4-Hour Workweek

Syria still sucks, Putin is an a**hole, and Greece tryin' to be a playa (AKA the Low Info Diet) by Mitch Jacobson

This is not a political post. I repeat, this is not a political post. Please step away from the hope that Mitch is about to throw down a political rant because, well, I really have no idea what’s going on out there.

I’m busy trying to figure out what’s worth being busy about.

Which brings me to the several questions (and a bit of cursing) that prompted the answer that is the title of this post:

How does anyone decide what to do about anything when we are all surrounded by, and filled with, the desire to have, be and accomplish everything? How do we rid our heads of wanting and rid our hearts of despair and empty our lives of those who drain us with their wanting and despair so that we can Get Some Serious Shit Done?

What do we, then, use to fill the space left by our clean sweep before it swells, again, with Meaningless Mental Scrawl?

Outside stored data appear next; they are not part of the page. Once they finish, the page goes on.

//! Operations on the mounted project: snapshotting it into a [`FileMap`]
//! and user-initiated deletion.

use std::collections::VecDeque;

use crate::config::SNAPSHOT_SKIP_DIRS;
use crate::core::error::{DeleteError, RuntimeError};
use crate::core::runtime::Runtime;
use crate::models::{FileMap, NodeKind};

// ============================================================================
// Snapshot
// ============================================================================

fn child_path(dir: &str, name: &str) -> String {
    if dir == "/" {
        format!("/{}", name)
    } else {
        format!("{}/{}", dir, name)
    }
}

/// Read the tree below `root` breadth-first.
///
/// Folders named in [`SNAPSHOT_SKIP_DIRS`] are recorded but not entered.
/// A folder that disappears while being walked is skipped.
pub async fn read_file_map<R: Runtime>(runtime: &R, root: &str) -> Result<FileMap, RuntimeError> {
    let root = FileMap::canonical(root);
    let mut map = FileMap::new();
    let mut queue = VecDeque::from([root.clone()]);

    while let Some(dir) = queue.pop_front() {
        let entries = match runtime.list_directory(&dir).await {
            Ok(entries) => entries,
            Err(RuntimeError::NotFound(_)) if dir != root => {
                log::debug!("{} vanished during snapshot", dir);
                continue;
            }
            Err(RuntimeError::NotFound(_)) => return Ok(map),
            Err(e) => return Err(e),
        };

        for entry in entries {
            let path = child_path(&dir, &entry.name);
            if entry.is_file {
                map.insert(&path, NodeKind::File);
            } else {
                map.insert(&path, NodeKind::Folder);
                if !SNAPSHOT_SKIP_DIRS.contains(&entry.name.as_str()) {
                    queue.push_back(path);
                }
            }
        }
    }

    Ok(map)
}

/// Orders overlapping snapshot reads. Each read takes a ticket before it
/// starts; only the newest ticket may publish its result.
#[derive(Clone, Copy, Debug, Default)]
pub struct SnapshotSequence {
    latest: u64,
}

impl SnapshotSequence {
    pub fn issue(&mut self) -> u64 {
        self.latest += 1;
        self.latest
    }

    pub fn is_current(&self, ticket: u64) -> bool {
        ticket == self.latest
    }
}

// ============================================================================
// Deletion
// ============================================================================

/// Result of [`delete_entry`].
#[derive(Clone, Debug, PartialEq, Eq)]
pub enum DeleteOutcome {
    /// The user declined.
    Cancelled,
    /// `paths` (the target and everything below it) are gone.
    Removed { paths: Vec<String> },
}

/// Confirmation prompt for deleting `path`.
pub fn delete_prompt(name: &str, kind: NodeKind) -> String {
    match kind {
        NodeKind::Folder => format!("Are you sure you want to delete {} and all its contents?", name),
        NodeKind::File => format!("Are you sure you want to delete {}?", name),
    }
}

/// Delete a file or folder after asking `confirm`.
///
/// Folders are removed recursively. A target that is already gone counts as
/// deleted. On success the removed paths are dropped from `map` and
/// returned so callers can forget their view state.
pub async fn delete_entry<R: Runtime>(
    runtime: &R,
    map: &mut FileMap,
    path: &str,
    confirm: impl FnOnce(&str) -> bool,
) -> Result<DeleteOutcome, DeleteError> {
    let path = FileMap::canonical(path);
    let Some(kind) = map.kind(&path) else {
        return Err(DeleteError::UnknownPath(path));
    };

    let name = path.rsplit('/').next().unwrap_or(&path);
    if !confirm(&delete_prompt(name, kind)) {
        return Ok(DeleteOutcome::Cancelled);
    }

    match runtime.remove_path(&path, kind.is_folder()).await {
        Ok(()) => {}
        Err(RuntimeError::NotFound(_)) => log::debug!("{} was already gone", path),
        Err(source) => return Err(DeleteError::Runtime { path, source }),
    }

    let paths = map.remove_subtree(&path);
    log::info!("deleted {} ({} entries)", path, paths.len());
    Ok(DeleteOutcome::Removed { paths })
}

I mean, let’s get real. Once browsing on Amazon.com, catching up on all the Oscar-nominated films, creating (or cremating) To-Do lists, reminiscing, and repairing dented bumpers or busted baseboards no longer fill our fifty shades of gray matter, longing morphs into loneliness. And Loneliness Seriously Sucks.

Oof. I did not mean to go that deep. Well, hell, since we’re here:

Time − Meaningless Time Fillers =  Loneliness ÷ Ideas × Time + Space = The Amygdala Freaking Out And Forcing You To Find Creative Means to Calm That Sucker Down.

This won’t help:

“Increased output necessitates decreased input.” –Tim Ferris

“What information consumes is rather obvious: it consumes the attention of its recipients. Hence, a wealth of information creates a poverty of attention … “ –Herbert Simon.

“Ugh. I’ll never get a boyfriend if I don’t go to all these Facebook events, but Property Brothers is such a good show—I can’t believe I just discovered it! I should wash my car today and get my bangs trimmed and Tweet. I think it’s time to get going on that PhD or travel to Denmark. I’ve always wanted to learn the cello. I can do a three-day fast, easy-peasy. Did my phone just beep? Is it 7 o’clock already? WTF?!” –Mitch Jacobson

Deliberately choosing what to ignore is as important to maintaining focus as choosing a focus. I’m not just talking about killing your television or chucking the cheesecake. (It’s never that easy.) Don’t gossip or shop for the best deal on crap you don’t need or hang out with lame-o’s. Don’t date duds. Don’t organize your Evernote folders or your Google Drive (again). Don’t devote precious brain space to getting one over on your younger, less attractive, less popular self. Don’t let your mind mangle what is meaningful.

And for the love of Getting Some Serious Shit Done, don’t read the paper or watch the news. If you think what’s going on in the world is really that much more interesting/important than what’s going on in your head, just ask a friend to sum up the week’s events for you. If you’re as lucky as I am, you have a brilliant copywriter friend somewhere in your midst who can sum up worldly goings-ons in easily digestible (and probably entertaining) chunks that upon swallowing don’t stuff you with an information overload of hopelessness.

“So, what happened in the world this week?” –Mitch

“Syria still sucks, Putin is an asshole, and Greece tryin’ to be a playa.” –Brilliant Copywriter Friend

If you can’t do shit about it, you might as well get some shit done.

(In case you’re wondering, the answer is yes. There is still a three-year-old eye-sore-of-a-dent in my car’s bumper. And, in case you're still wondering, my car’s name is “Hulk Smash,” courtesy of another Brilliant Friend.)